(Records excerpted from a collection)
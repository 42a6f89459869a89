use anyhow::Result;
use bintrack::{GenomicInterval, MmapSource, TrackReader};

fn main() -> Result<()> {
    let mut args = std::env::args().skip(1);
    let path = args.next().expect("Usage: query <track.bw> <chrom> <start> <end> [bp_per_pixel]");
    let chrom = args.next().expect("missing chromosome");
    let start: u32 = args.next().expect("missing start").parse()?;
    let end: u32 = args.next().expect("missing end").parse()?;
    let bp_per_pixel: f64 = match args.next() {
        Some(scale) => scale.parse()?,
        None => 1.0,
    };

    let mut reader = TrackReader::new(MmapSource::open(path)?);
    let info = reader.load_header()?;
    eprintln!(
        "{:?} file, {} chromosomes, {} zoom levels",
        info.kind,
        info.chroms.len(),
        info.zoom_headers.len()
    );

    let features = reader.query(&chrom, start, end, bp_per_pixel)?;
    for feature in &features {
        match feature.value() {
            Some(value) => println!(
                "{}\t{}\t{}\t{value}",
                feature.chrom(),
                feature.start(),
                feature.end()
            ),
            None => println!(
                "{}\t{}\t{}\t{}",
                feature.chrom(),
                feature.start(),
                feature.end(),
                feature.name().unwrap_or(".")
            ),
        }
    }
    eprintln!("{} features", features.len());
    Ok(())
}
* * *
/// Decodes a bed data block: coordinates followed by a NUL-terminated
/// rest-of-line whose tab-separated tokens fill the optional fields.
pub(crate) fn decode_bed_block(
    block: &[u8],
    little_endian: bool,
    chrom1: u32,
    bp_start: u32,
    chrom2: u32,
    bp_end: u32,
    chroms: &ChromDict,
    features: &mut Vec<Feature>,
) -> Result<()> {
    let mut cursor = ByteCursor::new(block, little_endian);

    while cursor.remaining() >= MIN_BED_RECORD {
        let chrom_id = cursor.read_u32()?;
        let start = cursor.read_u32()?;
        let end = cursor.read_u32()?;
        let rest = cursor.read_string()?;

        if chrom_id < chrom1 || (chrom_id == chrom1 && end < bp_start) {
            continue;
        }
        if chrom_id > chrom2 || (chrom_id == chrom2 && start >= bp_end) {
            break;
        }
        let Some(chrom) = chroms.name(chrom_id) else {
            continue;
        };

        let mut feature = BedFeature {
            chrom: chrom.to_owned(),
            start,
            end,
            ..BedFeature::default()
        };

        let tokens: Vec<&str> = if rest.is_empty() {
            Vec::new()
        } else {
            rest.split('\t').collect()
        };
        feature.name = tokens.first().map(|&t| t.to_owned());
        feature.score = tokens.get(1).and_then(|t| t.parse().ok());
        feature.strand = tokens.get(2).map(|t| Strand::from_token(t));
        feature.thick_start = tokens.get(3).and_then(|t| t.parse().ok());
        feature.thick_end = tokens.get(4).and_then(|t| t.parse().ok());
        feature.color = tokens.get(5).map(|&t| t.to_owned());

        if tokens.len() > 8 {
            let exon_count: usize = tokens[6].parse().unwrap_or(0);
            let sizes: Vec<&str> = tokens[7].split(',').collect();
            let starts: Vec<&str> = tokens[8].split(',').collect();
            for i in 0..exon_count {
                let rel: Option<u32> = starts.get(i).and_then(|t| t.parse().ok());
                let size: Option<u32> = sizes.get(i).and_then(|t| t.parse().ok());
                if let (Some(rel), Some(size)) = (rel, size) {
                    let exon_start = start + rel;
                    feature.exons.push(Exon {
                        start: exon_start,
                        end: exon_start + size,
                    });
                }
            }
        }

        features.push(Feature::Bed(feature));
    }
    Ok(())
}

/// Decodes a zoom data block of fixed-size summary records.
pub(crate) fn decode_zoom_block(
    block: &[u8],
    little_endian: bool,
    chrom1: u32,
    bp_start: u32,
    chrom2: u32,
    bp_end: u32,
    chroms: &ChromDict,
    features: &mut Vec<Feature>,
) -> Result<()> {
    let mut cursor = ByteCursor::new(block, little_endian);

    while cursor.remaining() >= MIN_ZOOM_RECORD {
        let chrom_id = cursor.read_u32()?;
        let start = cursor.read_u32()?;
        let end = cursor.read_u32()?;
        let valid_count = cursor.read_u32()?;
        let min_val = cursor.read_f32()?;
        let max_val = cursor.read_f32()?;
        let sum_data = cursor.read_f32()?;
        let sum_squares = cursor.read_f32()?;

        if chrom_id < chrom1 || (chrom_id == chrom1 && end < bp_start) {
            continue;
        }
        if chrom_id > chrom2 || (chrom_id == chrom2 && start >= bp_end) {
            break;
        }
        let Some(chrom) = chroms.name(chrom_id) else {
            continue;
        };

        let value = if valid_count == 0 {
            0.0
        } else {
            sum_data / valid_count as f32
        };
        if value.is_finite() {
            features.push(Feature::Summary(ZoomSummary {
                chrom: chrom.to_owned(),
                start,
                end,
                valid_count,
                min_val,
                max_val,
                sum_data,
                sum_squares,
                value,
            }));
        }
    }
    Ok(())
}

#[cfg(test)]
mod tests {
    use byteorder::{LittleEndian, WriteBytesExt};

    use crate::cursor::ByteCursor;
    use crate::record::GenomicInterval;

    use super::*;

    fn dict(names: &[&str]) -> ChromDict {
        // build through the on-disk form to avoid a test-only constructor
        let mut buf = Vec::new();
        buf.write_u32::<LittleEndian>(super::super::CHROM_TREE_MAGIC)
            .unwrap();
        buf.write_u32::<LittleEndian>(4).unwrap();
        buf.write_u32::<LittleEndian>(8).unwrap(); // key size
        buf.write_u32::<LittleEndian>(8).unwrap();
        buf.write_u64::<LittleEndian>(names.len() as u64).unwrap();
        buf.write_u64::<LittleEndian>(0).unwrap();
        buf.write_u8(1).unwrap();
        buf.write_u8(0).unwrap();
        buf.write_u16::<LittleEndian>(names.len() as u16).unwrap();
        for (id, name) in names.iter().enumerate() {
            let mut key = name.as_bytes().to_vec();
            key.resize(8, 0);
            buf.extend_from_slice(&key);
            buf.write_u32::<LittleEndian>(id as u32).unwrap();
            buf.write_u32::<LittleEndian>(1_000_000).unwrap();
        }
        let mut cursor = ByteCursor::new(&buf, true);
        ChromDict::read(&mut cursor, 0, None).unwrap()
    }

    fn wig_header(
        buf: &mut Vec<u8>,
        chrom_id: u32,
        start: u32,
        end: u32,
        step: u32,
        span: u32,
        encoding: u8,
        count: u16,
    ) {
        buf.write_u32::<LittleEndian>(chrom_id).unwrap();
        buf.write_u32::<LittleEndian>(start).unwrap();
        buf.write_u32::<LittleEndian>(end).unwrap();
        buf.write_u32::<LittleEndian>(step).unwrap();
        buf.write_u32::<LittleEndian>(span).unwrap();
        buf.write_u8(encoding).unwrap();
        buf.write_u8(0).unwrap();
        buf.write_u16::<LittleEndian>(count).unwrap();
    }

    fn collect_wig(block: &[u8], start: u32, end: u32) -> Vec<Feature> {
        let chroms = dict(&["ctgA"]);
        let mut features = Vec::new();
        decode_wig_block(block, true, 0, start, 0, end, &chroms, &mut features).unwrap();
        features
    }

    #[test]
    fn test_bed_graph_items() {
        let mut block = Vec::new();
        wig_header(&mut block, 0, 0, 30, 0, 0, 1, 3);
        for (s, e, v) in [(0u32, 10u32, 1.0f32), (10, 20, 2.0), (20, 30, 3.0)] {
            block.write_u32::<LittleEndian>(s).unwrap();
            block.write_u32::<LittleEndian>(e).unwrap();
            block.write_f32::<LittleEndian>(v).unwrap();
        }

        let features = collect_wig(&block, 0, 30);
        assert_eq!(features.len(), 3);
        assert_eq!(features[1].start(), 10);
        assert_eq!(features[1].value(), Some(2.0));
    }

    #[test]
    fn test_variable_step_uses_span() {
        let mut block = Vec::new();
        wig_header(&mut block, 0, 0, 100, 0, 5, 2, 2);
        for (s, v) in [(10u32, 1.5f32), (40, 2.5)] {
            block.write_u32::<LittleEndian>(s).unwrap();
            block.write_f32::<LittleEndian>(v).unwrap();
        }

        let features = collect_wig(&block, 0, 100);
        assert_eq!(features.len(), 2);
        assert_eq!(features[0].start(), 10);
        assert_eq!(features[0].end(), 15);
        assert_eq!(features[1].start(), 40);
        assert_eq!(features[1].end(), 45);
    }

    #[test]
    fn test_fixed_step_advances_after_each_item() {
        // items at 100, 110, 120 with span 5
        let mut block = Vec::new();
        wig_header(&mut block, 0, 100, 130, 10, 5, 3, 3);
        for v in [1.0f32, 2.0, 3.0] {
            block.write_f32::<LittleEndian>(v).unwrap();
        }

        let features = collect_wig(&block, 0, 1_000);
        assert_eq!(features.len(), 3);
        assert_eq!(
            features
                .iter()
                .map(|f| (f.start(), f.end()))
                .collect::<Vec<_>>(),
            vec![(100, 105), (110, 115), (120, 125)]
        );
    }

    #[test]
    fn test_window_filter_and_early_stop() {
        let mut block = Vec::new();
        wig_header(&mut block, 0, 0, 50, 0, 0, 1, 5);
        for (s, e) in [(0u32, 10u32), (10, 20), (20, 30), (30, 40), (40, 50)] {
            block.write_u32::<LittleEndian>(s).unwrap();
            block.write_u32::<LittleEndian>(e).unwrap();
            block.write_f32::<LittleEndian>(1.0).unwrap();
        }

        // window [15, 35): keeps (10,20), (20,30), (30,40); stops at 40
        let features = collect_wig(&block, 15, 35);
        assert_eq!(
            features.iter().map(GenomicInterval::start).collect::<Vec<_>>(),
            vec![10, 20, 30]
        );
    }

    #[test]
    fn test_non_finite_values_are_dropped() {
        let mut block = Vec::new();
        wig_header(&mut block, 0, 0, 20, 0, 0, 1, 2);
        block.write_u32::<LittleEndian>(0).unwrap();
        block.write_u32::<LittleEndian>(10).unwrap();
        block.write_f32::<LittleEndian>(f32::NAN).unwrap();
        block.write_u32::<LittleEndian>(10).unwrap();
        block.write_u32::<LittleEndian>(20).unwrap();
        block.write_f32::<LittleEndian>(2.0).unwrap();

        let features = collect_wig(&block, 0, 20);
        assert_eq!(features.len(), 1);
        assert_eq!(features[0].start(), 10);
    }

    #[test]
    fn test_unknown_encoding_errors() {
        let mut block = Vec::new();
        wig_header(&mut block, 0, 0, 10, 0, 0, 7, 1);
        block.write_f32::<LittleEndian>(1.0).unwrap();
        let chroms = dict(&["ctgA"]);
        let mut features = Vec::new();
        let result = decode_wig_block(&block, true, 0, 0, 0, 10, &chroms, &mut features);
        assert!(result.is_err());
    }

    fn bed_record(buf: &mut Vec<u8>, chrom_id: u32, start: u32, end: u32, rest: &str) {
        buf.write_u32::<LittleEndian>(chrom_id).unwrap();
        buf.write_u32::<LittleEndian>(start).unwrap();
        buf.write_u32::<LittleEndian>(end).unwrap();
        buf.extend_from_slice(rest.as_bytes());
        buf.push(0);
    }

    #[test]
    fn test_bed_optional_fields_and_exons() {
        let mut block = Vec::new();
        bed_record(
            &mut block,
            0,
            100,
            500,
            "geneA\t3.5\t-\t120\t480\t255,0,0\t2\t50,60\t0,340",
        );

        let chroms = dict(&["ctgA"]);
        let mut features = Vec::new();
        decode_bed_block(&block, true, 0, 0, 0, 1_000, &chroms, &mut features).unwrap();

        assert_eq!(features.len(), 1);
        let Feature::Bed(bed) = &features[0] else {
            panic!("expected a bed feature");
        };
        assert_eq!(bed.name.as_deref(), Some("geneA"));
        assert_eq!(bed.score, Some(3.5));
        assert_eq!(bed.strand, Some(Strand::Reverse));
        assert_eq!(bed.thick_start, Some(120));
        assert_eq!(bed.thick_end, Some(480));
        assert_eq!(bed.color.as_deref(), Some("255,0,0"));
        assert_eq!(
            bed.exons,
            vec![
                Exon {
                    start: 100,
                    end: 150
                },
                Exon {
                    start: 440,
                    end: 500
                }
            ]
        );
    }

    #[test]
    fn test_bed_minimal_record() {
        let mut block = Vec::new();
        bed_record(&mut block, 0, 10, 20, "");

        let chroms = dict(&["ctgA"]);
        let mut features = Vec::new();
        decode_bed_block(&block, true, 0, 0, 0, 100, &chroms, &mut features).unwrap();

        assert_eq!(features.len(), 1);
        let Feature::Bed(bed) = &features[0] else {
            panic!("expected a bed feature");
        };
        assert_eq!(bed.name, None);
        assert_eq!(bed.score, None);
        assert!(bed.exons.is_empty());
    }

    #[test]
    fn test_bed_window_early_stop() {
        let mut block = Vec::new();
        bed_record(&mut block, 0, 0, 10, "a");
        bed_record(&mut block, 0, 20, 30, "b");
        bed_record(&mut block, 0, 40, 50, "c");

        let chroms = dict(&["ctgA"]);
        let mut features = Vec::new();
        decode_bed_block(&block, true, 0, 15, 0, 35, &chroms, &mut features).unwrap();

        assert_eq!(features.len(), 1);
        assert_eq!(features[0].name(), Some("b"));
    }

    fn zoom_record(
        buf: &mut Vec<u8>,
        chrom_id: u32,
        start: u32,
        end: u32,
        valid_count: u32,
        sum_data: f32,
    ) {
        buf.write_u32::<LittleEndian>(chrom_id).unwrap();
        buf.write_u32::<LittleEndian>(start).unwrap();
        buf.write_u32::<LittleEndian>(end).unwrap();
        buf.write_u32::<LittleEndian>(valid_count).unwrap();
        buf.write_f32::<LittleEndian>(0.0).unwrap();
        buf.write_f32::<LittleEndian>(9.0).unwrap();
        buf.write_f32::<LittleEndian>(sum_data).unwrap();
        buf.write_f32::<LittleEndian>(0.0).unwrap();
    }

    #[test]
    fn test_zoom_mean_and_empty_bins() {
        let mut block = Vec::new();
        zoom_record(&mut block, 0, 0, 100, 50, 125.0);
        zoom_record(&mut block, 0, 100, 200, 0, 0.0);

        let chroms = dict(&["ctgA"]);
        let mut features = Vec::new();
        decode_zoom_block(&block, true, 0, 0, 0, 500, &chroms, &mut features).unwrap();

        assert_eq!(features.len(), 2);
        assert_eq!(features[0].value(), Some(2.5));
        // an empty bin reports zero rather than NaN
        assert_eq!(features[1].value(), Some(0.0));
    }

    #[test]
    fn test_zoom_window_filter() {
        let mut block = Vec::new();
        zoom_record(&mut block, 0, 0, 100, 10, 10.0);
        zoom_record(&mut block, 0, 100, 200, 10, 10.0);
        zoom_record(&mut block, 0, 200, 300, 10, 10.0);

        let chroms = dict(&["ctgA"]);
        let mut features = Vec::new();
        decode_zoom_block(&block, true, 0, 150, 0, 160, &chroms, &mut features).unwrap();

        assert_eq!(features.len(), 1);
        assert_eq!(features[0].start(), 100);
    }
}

* _TASK_
From the records above, repeat exactly the lines from the one with "repository 42a6f89459869a89" through the one with "let bp_per_pixel: f64", both included.

* _EXERCISE ANSWER_
repository 42a6f89459869a89
use anyhow::Result;
use bintrack::{GenomicInterval, MmapSource, TrackReader};

fn main() -> Result<()> {
    let mut args = std::env::args().skip(1);
    let path = args.next().expect("Usage: query <track.bw> <chrom> <start> <end> [bp_per_pixel]");
    let chrom = args.next().expect("missing chromosome");
    let start: u32 = args.next().expect("missing start").parse()?;
    let end: u32 = args.next().expect("missing end").parse()?;
    let bp_per_pixel: f64 = match args.next() {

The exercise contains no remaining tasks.